Personal information
- Born: 14 October 1963 (age 62) Delhi, India
- Role: Wicket-keeper, Umpire

Domestic team information
- 1983–1988: Karnataka

Umpiring information
- ODIs umpired: 7 (2016–2019)
- T20Is umpired: 18 (2015–2019)
- WODIs umpired: 4 (2003–2021)
- WT20Is umpired: 4 (2016–2021)

Career statistics
| Competition | FC |
| Matches | 3 |
| Runs scored | 43 |
| Batting average | 8.60 |
| 100s/50s | 0/0 |
| Top score | 20 |
| Catches/stumpings | 4/2 |
- Source: Espncricinfo, 29 April 2021

= C. K. Nandan =

Indian cricketer and umpire

Chanila Krishna Bhat Nandan (born 14 October 1963) is a cricket umpire and former cricketer from India.
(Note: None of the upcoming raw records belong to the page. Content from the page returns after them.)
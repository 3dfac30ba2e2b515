// Copyright (c) 2025 - Cowboy AI, Inc.
//! Property-Based Tests for Subnet Allocation
//!
//! Existing children are built by allocating from the parent itself, so
//! every generated layout is one the registry could actually hold.

use cim_topology::allocator::{allocate, Candidates};
use cim_topology::domain::Cidr;
use proptest::prelude::*;

fn parent() -> Cidr {
    Cidr::new("10.0.0.0/16").unwrap()
}

/// Children produced by a sequence of allocations with mixed sizes
fn layout(sizes: &[u8]) -> Vec<Cidr> {
    let parent = parent();
    let mut children = Vec::new();
    for bits in sizes {
        if let Ok(block) = allocate(&parent, &children, *bits) {
            children.push(block);
        }
    }
    children
}

proptest! {
    #![proptest_config(ProptestConfig::with_cases(64))]

    /// The result depends on the set of children, not their order
    #[test]
    fn prop_allocation_ignores_input_order(
        sizes in prop::collection::vec(1u8..10, 0..20),
        bits in 1u8..10,
        seed in any::<u64>(),
    ) {
        let children = layout(&sizes);
        let mut shuffled = children.clone();
        let len = shuffled.len();
        if len > 1 {
            shuffled.rotate_left((seed as usize) % len);
            shuffled.reverse();
        }

        prop_assert_eq!(
            allocate(&parent(), &children, bits),
            allocate(&parent(), &shuffled, bits)
        );
    }

    /// A successful allocation lies in the parent, overlaps nothing, and no
    /// lower block of the same size was free
    #[test]
    fn prop_allocation_is_lowest_free_block(
        sizes in prop::collection::vec(1u8..10, 0..20),
        bits in 1u8..10,
    ) {
        let children = layout(&sizes);
        if let Ok(block) = allocate(&parent(), &children, bits) {
            prop_assert!(parent().contains(&block));
            prop_assert_eq!(block.prefix_length(), 16 + bits);
            prop_assert!(children.iter().all(|c| !c.overlaps(&block)));

            let candidates = Candidates::new(parent(), 16 + bits).unwrap();
            for lower in candidates.take_while(|c| c.first() < block.first()) {
                prop_assert!(children.iter().any(|c| c.overlaps(&lower)));
            }
        }
    }

    /// Layouts built by repeated allocation stay pairwise disjoint
    #[test]
    fn prop_allocated_children_disjoint(sizes in prop::collection::vec(0u8..10, 0..24)) {
        let children = layout(&sizes);
        for (i, a) in children.iter().enumerate() {
            for b in &children[i + 1..] {
                prop_assert!(!a.overlaps(b));
            }
        }
    }
}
His playing career included three first-class matches for Karnataka, over a period from 1983 to 1988. He made his umpiring debut in 1999, and has since umpired in various Indian domestic competitions, including Ranji Trophy and Indian Premier League matches.

==Playing career==
Born in Delhi, before making his first-class debut, Nandan played representative matches for Karnataka schools and under-22 teams, and also appeared in inter-university matches for Bangalore University. A wicket-keeper, he made his Ranji Trophy debut in December 1983, playing the first match of the season against Hyderabad before being dropped. On debut, he played solely as a batsman, with future Indian national team player Sadanand Viswanath keeping wicket. Nandan's next first-class appearance came late in the 1984–85 season, in his team's Ranji semi-final against Delhi. Both of Karnataka's first-choice wicket-keepers, Sadanand Viswanath and Syed Kirmani, were unavailable for the match. Nandan recorded four dismissals (three catches and a stumping) in Delhi's only innings, with Karnataka eliminated on its first innings total. His third and final Ranji appearance came in December 1988, when he played against Kerala, making 20 runs in the second innings (his highest first-class score).

==Umpiring career==
Nandan made his Ranji Trophy debut as an umpire during the 1999–2000 season, umpiring two matches between Haryana and Jammu and Kashmir (one in the main tournament, and one in the one-day equivalent). In December 2003, he umpired a women's One Day International (ODI) between India and New Zealand, which was his maiden ODI. Beginning from the 2011–12 season, when the West Indies toured, Nandan has occasionally been a reserve umpire for India's home ODI series, and on one occasion for a home Test, when England toured during the 2012–13 season. At the 2014 Asia Cup in Bangladesh, he was the third umpire for four matches (including the final between Pakistan and Sri Lanka), his first series outside of India. Nandan made his IPL umpiring debut during the tournament's 2013 edition, and has since also umpired in the 2014 and 2015 editions of the tournament, as well as the 2014 Champions League. He was the fourth umpire for both the 2014 and 2015 IPL finals. He stood in his first Twenty20 International match on 5 October 2015, in the game between India and South Africa. He stood in his first One Day International match on 29 October 2016, in the game between India and New Zealand.

In January 2018, he was named as one of the seventeen on-field umpires for the 2018 Under-19 Cricket World Cup. He was eventually removed from the ICC International Panel for poor performance.